Why one operator with AI ships what twenty used to. Five principles. Built where it is needed. Newark, NJ.
Most AI labs are building for users who already have power: enterprise software buyers, ad-tech platforms, productivity workers in nice offices. The math is simple — that's where the money is. We're building for the opposite end of the same telephone wire.
The volunteer at St. John's Soup Kitchen who needs to translate a meal request into Haitian Creole at 11pm on a Tuesday. The mother on the line who can't read the intake form because her landlord just changed the lock. The veteran in the Newark cold who needs to find a warming center before the buses stop running. These people don't have an enterprise budget. They have now.

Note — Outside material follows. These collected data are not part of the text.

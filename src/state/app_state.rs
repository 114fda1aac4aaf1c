use crate::app::MenuItem;
use crate::state::batting_order::{FullReorderEditor, SingleMoveEditor, SwapEditor};
use crate::state::directory::DirectoryState;
use crate::state::live_status::LiveStatusMirror;
use crate::state::scoring::ScoringState;
use cricket_api::{BallRecord, BattingOrderEntry, Id, Innings, Match, MatchDetail};

// ---------------------------------------------------------------------------
// Match list
// ---------------------------------------------------------------------------

#[derive(Debug, Default)]
pub struct MatchesState {
    pub matches: Vec<Match>,
    pub selected: usize,
    pub loading: bool,
    pub error: Option<String>,
}

impl MatchesState {
    pub fn load(&mut self, matches: Vec<Match>) {
        self.loading = false;
        self.error = None;
        self.matches = matches;
        self.selected = self.selected.min(self.matches.len().saturating_sub(1));
    }

    pub fn select_down(&mut self) {
        if self.selected + 1 < self.matches.len() {
            self.selected += 1;
        }
    }

    pub fn select_up(&mut self) {
        self.selected = self.selected.saturating_sub(1);
    }

    pub fn selected_match_id(&self) -> Option<Id> {
        self.matches.get(self.selected).map(|m| m.id)
    }
}

// ---------------------------------------------------------------------------
// Match detail (summary + squads + innings)
// ---------------------------------------------------------------------------

#[derive(Debug, Default)]
pub struct MatchDetailState {
    pub detail: Option<MatchDetail>,
    /// Set while a detail load is in flight; the view shows a loading state.
    pub loading_match: Option<Id>,
    pub selected_innings: usize,
    pub error: Option<String>,
}

impl MatchDetailState {
    pub fn begin(&mut self, match_id: Id) {
        self.loading_match = Some(match_id);
        self.error = None;
    }

    pub fn is_loading(&self) -> bool {
        self.loading_match.is_some()
    }

    /// Store a loaded detail. A detail for a match other than the one last
    /// opened is dropped.
    pub fn on_loaded(&mut self, mut detail: MatchDetail) -> bool {
        if self.loading_match != Some(detail.summary.id) {
            return false;
        }
        detail.innings.sort_by_key(|i| i.innings_number);
        let current = detail.current_innings().map(|i| i.id);
        self.selected_innings = current
            .and_then(|id| detail.innings.iter().position(|i| i.id == id))
            .unwrap_or(0);
        self.loading_match = None;
        self.error = None;
        self.detail = Some(detail);
        true
    }

    pub fn on_error(&mut self, match_id: Id, message: String) {
        if self.loading_match == Some(match_id) {
            self.loading_match = None;
            self.error = Some(message);
        }
    }

    pub fn innings(&self) -> Option<&Innings> {
        self.detail.as_ref()?.innings.get(self.selected_innings)
    }

    pub fn cycle_innings(&mut self) -> Option<&Innings> {
        let count = self.detail.as_ref()?.innings.len();
        if count == 0 {
            return None;
        }
        self.selected_innings = (self.selected_innings + 1) % count;
        self.innings()
    }
}

// ---------------------------------------------------------------------------
// Ball-by-ball history
// ---------------------------------------------------------------------------

#[derive(Debug, Default)]
pub struct BallByBallState {
    pub innings_id: Option<Id>,
    pub balls: Vec<BallRecord>,
    pub scroll_offset: u16,
    pub loading: bool,
    pub error: Option<String>,
}

impl BallByBallState {
    pub fn watch(&mut self, innings_id: Option<Id>) {
        if self.innings_id != innings_id {
            *self = Self { innings_id, ..Self::default() };
        }
        self.loading = innings_id.is_some();
    }

    pub fn on_loaded(&mut self, innings_id: Id, balls: Vec<BallRecord>) -> bool {
        if self.innings_id != Some(innings_id) {
            return false;
        }
        self.loading = false;
        self.error = None;
        self.balls = balls;
        true
    }

    pub fn on_error(&mut self, innings_id: Id, message: String) {
        if self.innings_id == Some(innings_id) {
            self.loading = false;
            self.error = Some(message);
        }
    }

    pub fn scroll_down(&mut self) {
        let max = self.balls.len().saturating_sub(1) as u16;
        self.scroll_offset = (self.scroll_offset + 1).min(max);
    }

    pub fn scroll_up(&mut self) {
        self.scroll_offset = self.scroll_offset.saturating_sub(1);
    }
}

// ---------------------------------------------------------------------------
// Batting order
// ---------------------------------------------------------------------------

#[derive(Debug, Clone)]
pub enum BattingOrderDialog {
    Reorder(FullReorderEditor),
    Move(SingleMoveEditor),
    Swap(SwapEditor),
}

impl BattingOrderDialog {
    pub fn title(&self) -> &'static str {
        match self {
            BattingOrderDialog::Reorder(_) => " Reorder batting ",
            BattingOrderDialog::Move(_) => " Move batter ",
            BattingOrderDialog::Swap(_) => " Swap batters ",
        }
    }

    pub fn can_save(&self) -> bool {
        match self {
            BattingOrderDialog::Reorder(editor) => editor.can_save(),
            BattingOrderDialog::Move(editor) => editor.can_save(),
            BattingOrderDialog::Swap(editor) => editor.can_save(),
        }
    }
}

#[derive(Debug, Default)]
pub struct BattingOrderState {
    pub innings_id: Option<Id>,
    pub entries: Vec<BattingOrderEntry>,
    pub selected: usize,
    pub loading: bool,
    pub error: Option<String>,
    pub dialog: Option<BattingOrderDialog>,
    /// A save is in flight for the open dialog.
    pub saving: bool,
}

impl BattingOrderState {
    pub fn watch(&mut self, innings_id: Option<Id>) {
        if self.innings_id != innings_id {
            *self = Self { innings_id, ..Self::default() };
        }
        self.loading = innings_id.is_some();
    }

    pub fn on_loaded(&mut self, innings_id: Id, mut entries: Vec<BattingOrderEntry>) -> bool {
        if self.innings_id != Some(innings_id) {
            return false;
        }
        entries.sort_by_key(|e| (e.batting_position, e.player_id));
        self.loading = false;
        self.error = None;
        self.entries = entries;
        self.selected = self.selected.min(self.entries.len().saturating_sub(1));
        true
    }

    pub fn on_error(&mut self, innings_id: Id, message: String) {
        if self.innings_id == Some(innings_id) {
            self.loading = false;
            self.error = Some(message);
        }
    }

    pub fn open(&mut self, dialog: BattingOrderDialog) {
        if self.innings_id.is_some() && !self.entries.is_empty() {
            self.dialog = Some(dialog);
        }
    }

    pub fn close_dialog(&mut self) {
        self.dialog = None;
        self.saving = false;
    }

    pub fn select_down(&mut self) {
        if self.selected + 1 < self.entries.len() {
            self.selected += 1;
        }
    }

    pub fn select_up(&mut self) {
        self.selected = self.selected.saturating_sub(1);
    }
}

// ---------------------------------------------------------------------------
// Root app state
// ---------------------------------------------------------------------------

#[derive(Debug, Default)]
pub struct AppState {
    pub active_tab: MenuItem,
    pub previous_tab: MenuItem,
    pub show_logs: bool,
    /// Blocking message; dismissed with Enter or Esc.
    pub alert: Option<String>,
    /// One-line status shown under the tabs.
    pub notice: Option<String>,
    pub matches: MatchesState,
    pub match_detail: MatchDetailState,
    pub live: LiveStatusMirror,
    pub live_error: Option<String>,
    pub scoring: ScoringState,
    pub ball_by_ball: BallByBallState,
    pub batting_order: BattingOrderState,
    pub directory: DirectoryState,
}

impl AppState {
    pub fn new() -> Self {
        Self {
            matches: MatchesState { loading: true, ..MatchesState::default() },
            ..Self::default()
        }
    }
}

#[cfg(test)]
mod tests {
    use super::*;
    use cricket_api::{BattingStatus, InningsStatus};

    fn detail(match_id: Id) -> MatchDetail {
        MatchDetail {
            summary: Match { id: match_id, ..Match::default() },
            squads: vec![],
            innings: vec![
                Innings {
                    id: 21,
                    match_id,
                    innings_number: 2,
                    status: InningsStatus::InProgress,
                    ..Innings::default()
                },
                Innings {
                    id: 20,
                    match_id,
                    innings_number: 1,
                    status: InningsStatus::Completed,
                    ..Innings::default()
                },
            ],
        }
    }

    #[test]
    fn match_detail_stays_loading_until_it_resolves() {
        let mut state = MatchDetailState::default();
        state.begin(3);
        assert!(state.is_loading());

        assert!(!state.on_loaded(detail(4)));
        assert!(state.is_loading());

        assert!(state.on_loaded(detail(3)));
        assert!(!state.is_loading());
        assert_eq!(state.innings().map(|i| i.id), Some(21));
    }

    #[test]
    fn match_detail_failure_ends_loading() {
        let mut state = MatchDetailState::default();
        state.begin(3);
        state.on_error(9, "elsewhere".into());
        assert!(state.is_loading());
        state.on_error(3, "HTTP 500".into());
        assert!(!state.is_loading());
        assert_eq!(state.error.as_deref(), Some("HTTP 500"));
    }

    #[test]
    fn innings_cycle_wraps() {
        let mut state = MatchDetailState::default();
        state.begin(3);
        state.on_loaded(detail(3));
        assert_eq!(state.cycle_innings().map(|i| i.id), Some(20));
        assert_eq!(state.cycle_innings().map(|i| i.id), Some(21));
    }

    #[test]
    fn ball_history_for_another_innings_is_dropped() {
        let mut state = BallByBallState::default();
        state.watch(Some(1));
        state.watch(Some(2));
        assert!(!state.on_loaded(1, vec![BallRecord::default()]));
        assert!(state.balls.is_empty());
        assert!(state.loading);
        assert!(state.on_loaded(2, vec![BallRecord::default()]));
        assert_eq!(state.balls.len(), 1);
    }

    #[test]
    fn batting_order_is_sorted_and_scoped_to_the_innings() {
        let mut state = BattingOrderState::default();
        state.watch(Some(5));
        let entry = |player_id, batting_position| BattingOrderEntry {
            player_id,
            batting_position,
            status: BattingStatus::NotOut,
            ..BattingOrderEntry::default()
        };
        assert!(!state.on_loaded(6, vec![entry(1, 1)]));
        assert!(state.on_loaded(5, vec![entry(2, 4), entry(1, 1)]));
        let positions: Vec<_> = state.entries.iter().map(|e| e.batting_position).collect();
        assert_eq!(positions, vec![1, 4]);

        state.watch(Some(6));
        assert!(state.entries.is_empty());
        assert!(state.dialog.is_none());
    }
}
pub mod ball_table;
pub mod preview;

AI for good means showing up at the loading dock with a working tool, not in a Medium post about responsible AI.
What we believe
What we refuse to do
We will not surveil clients to feed an advertising model. We will not sell anonymized data. We will not run paid ads on platforms that harm the communities we serve. We will not accept donations from companies whose primary business model is exploiting the vulnerable people we work with.
We will not pretend AI is magic. We will not over-claim. We will not deploy a system before a real human has tested it in real conditions and confirmed it works. We will not let "move fast and break things" break the people on the other end of the line.
The math
One person with AI can do what twenty used to do. The barrier is gone. What remains is taste, judgment, and the willingness to do the complete thing — to walk it all the way to the loading dock and make sure it works.
That's the bet. That's the manifesto. The soup line gets the technology first. Everyone else can wait.